Godfrey died at his home in Toronto on December 18, 2023, one day before his 81st birthday.

== Politics ==
Godfrey was elected to the House of Commons of Canada as the Liberal member of Parliament for the Toronto area riding of Don Valley West in the 1993 election, and was re-elected in each subsequent vote until his retirement from federal politics in 2008.

During the 1995 Quebec referendum, Godfrey had an acquaintance perform a psychiatric evaluation of separatist leader Lucien Bouchard.

In 1996, he and fellow Liberal MP Peter Milliken introduced the Godfrey–Milliken Bill a parody of the American Helms–Burton Act. The gesture received extensive media coverage including in the United States, where Godfrey was featured on the CBS program 60 Minutes. From 1996 to 2004, Godfrey served as a parliamentary secretary under Prime Minister Jean Chrétien.

== Minister of State for Infrastructure and Communities ==
In 2003, Paul Martin succeeded Chrétien as Liberal leader and prime minister. Following the subsequent 2004 election, Godfrey, among other key Martin allies, was appointed to the Cabinet in the role of Minister of State for Infrastructure and Communities. In this role, he was primarily responsible for overseeing the "New Deal for Cities", Federation of Canadian Municipalities relationship, and other initiatives in Canadian federal-municipal relations. This role was considered a keystone of Martin's industrial strategy.

== Liberal leadership ==
On February 3, 2006, CBC Newsworld's Don Newman announced on air that Godfrey was planning a run for the Liberal Party leadership. Godfrey declared his candidacy on Goldhawk Live on March 19, shortly after the rules and convention date were set. Media reaction was positive, but competed with coverage of Ashley MacIsaac, who declared his intention to run to the Halifax Daily News the next day.

In the early stages of the campaign he was recurrently cited as exemplar of intellectualism in the race, being one of three former university professors in the running. Name-recognition remained a challenge, but Godfrey received plaudits in the Canadian blogosphere for his performance in the first all-candidates meeting at the Liberal Party of Alberta convention on April 8.
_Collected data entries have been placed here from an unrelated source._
use std::path::PathBuf;

#[test]
fn completions_leave_data_dir_untouched() -> Result<(), Box<dyn std::error::Error>>
{
    let tempdir = tempfile::tempdir()?;
    let data_dir = tempdir.path().join("jotter");

    let output = std::process::Command::new(jotter_bin()?)
        .args(["completions", "bash"])
        .env("JOTTER_DATA_DIR", &data_dir)
        .output()?;

    assert!(output.status.success());
    assert!(String::from_utf8(output.stdout)?.contains("jotter"));
    assert!(!data_dir.exists());
    Ok(())
}

fn jotter_bin() -> Result<PathBuf, Box<dyn std::error::Error>> {
    if let Ok(bin) = std::env::var("CARGO_BIN_EXE_jotter") {
        return Ok(PathBuf::from(bin));
    }

    let mut path = std::env::current_exe()?;
    path.pop();
    if path.ends_with("deps") {
        path.pop();
    }
    path.push("jotter");

    if cfg!(windows) {
        path.set_extension("exe");
    }

    Ok(path)
}
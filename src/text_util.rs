use serde::Serialize;

use crate::note::{Note, NoteId};

/// Maximum number of chars of content shown in a list excerpt.
pub const EXCERPT_MAX_CHARS: usize = 160;

/// Default number of lines in a snippet when no match is found.
pub const DEFAULT_SNIPPET_LINES: usize = 6;

/// Maximum number of characters in a snippet before truncation.
pub const DEFAULT_SNIPPET_MAX_CHARS: usize = 400;

/// Lightweight projection of a note used by list views.
#[derive(Debug, Clone, PartialEq, Eq, Serialize)]
#[serde(rename_all = "camelCase")]
pub struct NoteSummary {
    pub id: NoteId,
    pub title: String,
    pub excerpt: String,
    pub updated_at: u64,
}

impl From<&Note> for NoteSummary {
    fn from(note: &Note) -> Self {
        Self {
            id: note.id,
            title: note.title.clone(),
            excerpt: excerpt(&note.content),
            updated_at: note.updated_at,
        }
    }
}

/// The first [`EXCERPT_MAX_CHARS`] chars of `content`, with `…` appended
/// when anything was cut.
pub fn excerpt(content: &str) -> String {
    match content.char_indices().nth(EXCERPT_MAX_CHARS) {
        Some((cut, _)) => format!("{}…", &content[..cut]),
        None => content.to_string(),
    }
}

/// Prepend line numbers to each line of text.
///
/// `start_line` is the number to assign to the first line (1-indexed).
pub fn add_line_numbers(text: &str, start_line: usize) -> String {
    text.lines()
        .enumerate()
        .map(|(i, line)| format!("{}: {}", start_line + i, line))
        .collect::<Vec<_>>()
        .join("\n")
}

/// Extract a snippet around the first line containing `query`.
///
/// Returns `(snippet_text, start_line_number)` where start_line_number is
/// 1-indexed. Falls back to the first few lines, then to the first line
/// containing any whitespace token of the query. Returns `None` if the text
/// is empty.
pub fn extract_snippet(text: &str, query: &str) -> Option<(String, usize)> {
    let lines: Vec<&str> = text.lines().collect();
    if lines.is_empty() {
        return None;
    }

    let query_lower = query.trim().to_lowercase();
    let lowered: Vec<String> = lines.iter().map(|l| l.to_lowercase()).collect();

    let match_idx = if query_lower.is_empty() {
        None
    } else {
        lowered
            .iter()
            .position(|line| line.contains(&query_lower))
            .or_else(|| {
                lowered.iter().position(|line| {
                    query_lower
                        .split_whitespace()
                        .any(|token| line.contains(token))
                })
            })
    };

    let (start, end) = if let Some(idx) = match_idx {
        let start = idx.saturating_sub(2);
        let end = (idx + 3).min(lines.len());
        (start, end)
    } else {
        (0, DEFAULT_SNIPPET_LINES.min(lines.len()))
    };

    let mut snippet = lines[start..end].join("\n");
    if let Some((cut, _)) =
        snippet.char_indices().nth(DEFAULT_SNIPPET_MAX_CHARS)
    {
        snippet.truncate(cut);
        snippet.push_str("...");
    }

    Some((snippet, start + 1))
}

/// Apply line offset and optional line limit to a block of text.
///
/// `start_line` is 1-indexed. If `max_lines` is `Some(n)`, at most `n` lines
/// are returned with a truncation notice appended.
pub fn apply_line_limits(
    text: &str,
    start_line: usize,
    max_lines: Option<usize>,
) -> String {
    let lines: Vec<&str> = text.lines().collect();
    let start_idx = start_line.saturating_sub(1);
    if start_idx >= lines.len() {
        return String::new();
    }

    let end_idx = match max_lines {
        Some(max) => start_idx.saturating_add(max).min(lines.len()),
        None => lines.len(),
    };

    let mut slice = lines[start_idx..end_idx].join("\n");
    if end_idx < lines.len() {
        slice.push_str(&format!(
            "\n\n[... truncated {} more lines]",
            lines.len() - end_idx
        ));
    }

    slice
}
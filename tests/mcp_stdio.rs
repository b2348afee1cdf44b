use std::path::{Path, PathBuf};

use jotter::{NoteDb, NoteInput, auth};
use rmcp::{
    ServiceExt,
    model::CallToolRequestParams,
    transport::{ConfigureCommandExt, TokioChildProcess},
};
use serde_json::json;

const PASSWORD: &str = "s3cret";

fn setup_fixture(data_dir: &Path) -> Result<u64, Box<dyn std::error::Error>> {
    let db = NoteDb::open(&data_dir.join("notes.redb"))?;
    let owner = auth::login(&db, PASSWORD)?;
    let other = auth::login(&db, "someone-else")?;

    let report = db.create_note(
        owner,
        &NoteInput::new("Quarterly Report", "Revenue up\nCosts flat\n"),
    )?;
    db.create_note(owner, &NoteInput::new("Groceries", "milk, eggs"))?;
    db.create_note(other, &NoteInput::new("Quarterly secrets", "hidden"))?;

    Ok(report.id)
}

#[tokio::test]
async fn mcp_stdio_search_roundtrip() -> Result<(), Box<dyn std::error::Error>>
{
    let tempdir = tempfile::tempdir()?;
    let report_id = setup_fixture(tempdir.path())?;

    let bin = jotter_bin()?;
    let transport = TokioChildProcess::new(
        tokio::process::Command::new(bin).configure(|cmd| {
            cmd.arg("mcp")
                .env("JOTTER_DATA_DIR", tempdir.path())
                .env("JOTTER_PASSWORD", PASSWORD);
        }),
    )?;

    let client = ().serve(transport).await?;

    let args = json!({
        "query": "qr",
        "limit": 5,
        "includeSnippet": false
    });

    let result = client
        .peer()
        .call_tool(CallToolRequestParams::new("jotter_search")
                .with_arguments(args.as_object().unwrap().clone()),
        )
        .await?;

    let structured = result.structured_content.expect("structured content");
    let results = structured
        .get("results")
        .and_then(|v| v.as_array())
        .expect("results array");

    assert_eq!(results.len(), 1);
    assert_eq!(
        results[0].get("title").and_then(|v| v.as_str()),
        Some("Quarterly Report")
    );
    assert_eq!(
        results[0].get("tier").and_then(|v| v.as_str()),
        Some("primary")
    );

    let get_args = json!({
        "id": report_id,
        "lineNumbers": true,
        "maxLines": 1
    });
    let get_result = client
        .peer()
        .call_tool(CallToolRequestParams::new("jotter_get")
                .with_arguments(get_args.as_object().unwrap().clone()),
        )
        .await?;
    let text = get_result
        .content
        .iter()
        .find_map(|c| c.as_text())
        .map(|t| t.text.clone())
        .expect("jotter_get text");
    assert!(text.starts_with("# Quarterly Report"));
    assert!(text.contains("1: Revenue up"));
    assert!(!text.contains("Costs flat"));

    client.cancel().await?;
    Ok(())
}

fn jotter_bin() -> Result<PathBuf, Box<dyn std::error::Error>> {
    if let Ok(bin) = std::env::var("CARGO_BIN_EXE_jotter") {
        return Ok(PathBuf::from(bin));
    }

    let mut path = std::env::current_exe()?;
    path.pop();
    if path.ends_with("deps") {
        path.pop();
    }
    path.push("jotter");

    if cfg!(windows) {
        path.set_extension("exe");
    }

    Ok(path)
}
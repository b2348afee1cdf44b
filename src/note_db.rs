use std::path::Path;

use redb::{
    Database,
    ReadableDatabase,
    ReadableTable,
    TableDefinition,
    WriteTransaction,
};

use crate::{
    error::{Error, Result},
    note::{Note, NoteId, NoteInput, UserId, now_millis},
};

const NOTES: TableDefinition<u64, &[u8]> = TableDefinition::new("notes");
const USERS: TableDefinition<&str, u64> = TableDefinition::new("users");
const SEQUENCES: TableDefinition<&str, u64> = TableDefinition::new("sequences");
const SETTINGS: TableDefinition<&str, &str> = TableDefinition::new("settings");

const NOTE_SEQUENCE: &str = "note";
const USER_SEQUENCE: &str = "user";

/// Supplies every note owned by one identity, in any order.
pub trait NoteSource {
    fn list_all_for_owner(&self, owner: UserId) -> Result<Vec<Note>>;
}

/// Persistent note, user and settings storage.
///
/// Notes are stored as JSON blobs keyed by id. Every note operation takes
/// the owner id and treats notes of other owners as nonexistent.
pub struct NoteDb {
    db: Database,
}

impl NoteDb {
    pub fn open(path: &Path) -> Result<Self> {
        let db = Database::create(path)?;

        // Ensure all tables exist by opening them in a write transaction.
        let txn = db.begin_write()?;
        txn.open_table(NOTES)?;
        txn.open_table(USERS)?;
        txn.open_table(SEQUENCES)?;
        txn.open_table(SETTINGS)?;
        txn.commit()?;

        Ok(Self { db })
    }

    // -- Notes --

    pub fn create_note(&self, owner: UserId, input: &NoteInput) -> Result<Note> {
        input.validate()?;

        let txn = self.db.begin_write()?;
        let note = {
            let id = next_id(&txn, NOTE_SEQUENCE)?;
            let now = now_millis();
            let note = Note {
                id,
                owner,
                title: input.title.clone(),
                content: input.content.clone(),
                created_at: now,
                updated_at: now,
            };
            let bytes = serde_json::to_vec(&note)?;
            let mut table = txn.open_table(NOTES)?;
            table.insert(id, bytes.as_slice())?;
            note
        };
        txn.commit()?;

        tracing::debug!(id = note.id, owner, "created note");
        Ok(note)
    }

    pub fn get_note(&self, id: NoteId, owner: UserId) -> Result<Option<Note>> {
        let txn = self.db.begin_read()?;
        let table = txn.open_table(NOTES)?;
        let Some(bytes) = table.get(id)?.map(|v| v.value().to_vec()) else {
            return Ok(None);
        };
        let note: Note = serde_json::from_slice(&bytes)?;
        Ok((note.owner == owner).then_some(note))
    }

    /// All notes of `owner`, most recently updated first.
    pub fn list_notes(&self, owner: UserId) -> Result<Vec<Note>> {
        let mut notes = self.list_all_for_owner(owner)?;
        notes.sort_by(|a, b| {
            b.updated_at.cmp(&a.updated_at).then(b.id.cmp(&a.id))
        });
        Ok(notes)
    }

    pub fn update_note(
        &self,
        id: NoteId,
        owner: UserId,
        input: &NoteInput,
    ) -> Result<Option<Note>> {
        input.validate()?;

        let txn = self.db.begin_write()?;
        let updated = {
            let mut table = txn.open_table(NOTES)?;
            let existing = table.get(id)?.map(|v| v.value().to_vec());
            match existing {
                None => None,
                Some(bytes) => {
                    let mut note: Note = serde_json::from_slice(&bytes)?;
                    if note.owner != owner {
                        None
                    } else {
                        note.title = input.title.clone();
                        note.content = input.content.clone();
                        note.updated_at = now_millis().max(note.updated_at);
                        let bytes = serde_json::to_vec(&note)?;
                        table.insert(id, bytes.as_slice())?;
                        Some(note)
                    }
                }
            }
        };
        txn.commit()?;
        Ok(updated)
    }

    pub fn delete_note(&self, id: NoteId, owner: UserId) -> Result<bool> {
        let txn = self.db.begin_write()?;
        let removed = {
            let mut table = txn.open_table(NOTES)?;
            let existing = table.get(id)?.map(|v| v.value().to_vec());
            match existing {
                Some(bytes) => {
                    let note: Note = serde_json::from_slice(&bytes)?;
                    note.owner == owner && table.remove(id)?.is_some()
                }
                None => false,
            }
        };
        txn.commit()?;
        Ok(removed)
    }

    /// Number of notes across all owners.
    pub fn count_notes(&self) -> Result<usize> {
        let txn = self.db.begin_read()?;
        let table = txn.open_table(NOTES)?;
        let mut count = 0;
        for entry in table.iter()? {
            entry?;
            count += 1;
        }
        Ok(count)
    }

    // -- Users --

    /// Look up the user registered under `password_hash`, registering a new
    /// one when none exists.
    pub fn find_or_create_user(&self, password_hash: &str) -> Result<UserId> {
        let txn = self.db.begin_write()?;
        let (user_id, created) = {
            let mut table = txn.open_table(USERS)?;
            let existing = table.get(password_hash)?.map(|v| v.value());
            match existing {
                Some(id) => (id, false),
                None => {
                    let id = next_id(&txn, USER_SEQUENCE)?;
                    table.insert(password_hash, id)?;
                    (id, true)
                }
            }
        };
        txn.commit()?;

        if created {
            tracing::info!(user_id, "registered new user");
        }
        Ok(user_id)
    }

    pub fn count_users(&self) -> Result<usize> {
        let txn = self.db.begin_read()?;
        let table = txn.open_table(USERS)?;
        let mut count = 0;
        for entry in table.iter()? {
            entry?;
            count += 1;
        }
        Ok(count)
    }

    // -- Settings --

    pub fn set_setting(&self, key: &str, value: &str) -> Result<()> {
        let txn = self.db.begin_write()?;
        {
            let mut table = txn.open_table(SETTINGS)?;
            table.insert(key, value)?;
        }
        txn.commit()?;
        Ok(())
    }

    pub fn get_setting(&self, key: &str) -> Result<Option<String>> {
        let txn = self.db.begin_read()?;
        let table = txn.open_table(SETTINGS)?;
        Ok(table.get(key)?.map(|v| v.value().to_string()))
    }

    /// Get a setting, returning the default if not set.
    pub fn get_setting_or(&self, key: &str, default: &str) -> Result<String> {
        Ok(self
            .get_setting(key)?
            .unwrap_or_else(|| default.to_string()))
    }

    pub fn remove_setting(&self, key: &str) -> Result<bool> {
        let txn = self.db.begin_write()?;
        let removed = {
            let mut table = txn.open_table(SETTINGS)?;
            table.remove(key)?.is_some()
        };
        txn.commit()?;
        Ok(removed)
    }
}

impl NoteSource for NoteDb {
    /// Single read transaction over the notes table, id ascending.
    fn list_all_for_owner(&self, owner: UserId) -> Result<Vec<Note>> {
        let txn = self.db.begin_read()?;
        let table = txn.open_table(NOTES)?;
        let mut result = Vec::new();
        for entry in table.iter()? {
            let (_k, v) = entry?;
            let note: Note = serde_json::from_slice(v.value())?;
            if note.owner == owner {
                result.push(note);
            }
        }
        Ok(result)
    }
}

impl NoteSource for [Note] {
    fn list_all_for_owner(&self, owner: UserId) -> Result<Vec<Note>> {
        Ok(self.iter().filter(|n| n.owner == owner).cloned().collect())
    }
}

impl std::fmt::Debug for NoteDb {
    fn fmt(&self, f: &mut std::fmt::Formatter<'_>) -> std::fmt::Result {
        f.debug_struct("NoteDb").finish_non_exhaustive()
    }
}

fn next_id(txn: &WriteTransaction, sequence: &str) -> Result<u64> {
    let mut table = txn.open_table(SEQUENCES)?;
    let next = table.get(sequence)?.map(|v| v.value()).unwrap_or(0) + 1;
    table.insert(sequence, next)?;
    Ok(next)
}

/// Look up a note or fail with [`Error::NotFound`].
pub fn require_note(db: &NoteDb, id: NoteId, owner: UserId) -> Result<Note> {
    db.get_note(id, owner)?
        .ok_or_else(|| Error::note_not_found(id))
}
On April 12, 2006, Godfrey announced his withdrawal from the race, due to concerns about his health. On October 20, 2006, Godfrey announced his support for Bob Rae for the federal Liberal leadership. He made the announcement at the National Press Club, on the occasion of a speech by Rae on the environment.

==Leaving politics==
Godfrey announced in November 2007 his intention to resign his parliamentary seat on July 1, 2008 and would leave earlier if an election were called before that date. He later delayed his resignation date until August 1. The Conservative Party alleged that the Liberals chose to delay the by-election for financial reasons though Godfrey's office stated that the delay was due to a private members bill Godfrey had worked on not being given Royal Assent until June 26.

On June 17, in a point of order following Question Period, Godfrey gave his resignation speech to the House of Commons.

==Headmaster of the Toronto French School==
John Godfrey left politics to become Headmaster of the Toronto French School, an independent school in the Lawrence Park area with two campuses in Toronto. He held the position from 2008 until resigning in June 2014.

The Government of Ontario appointed John Godfrey Special Advisor for Climate Change and Chair of the Government's Climate Action Group in March 2015, positions he held until June 2018.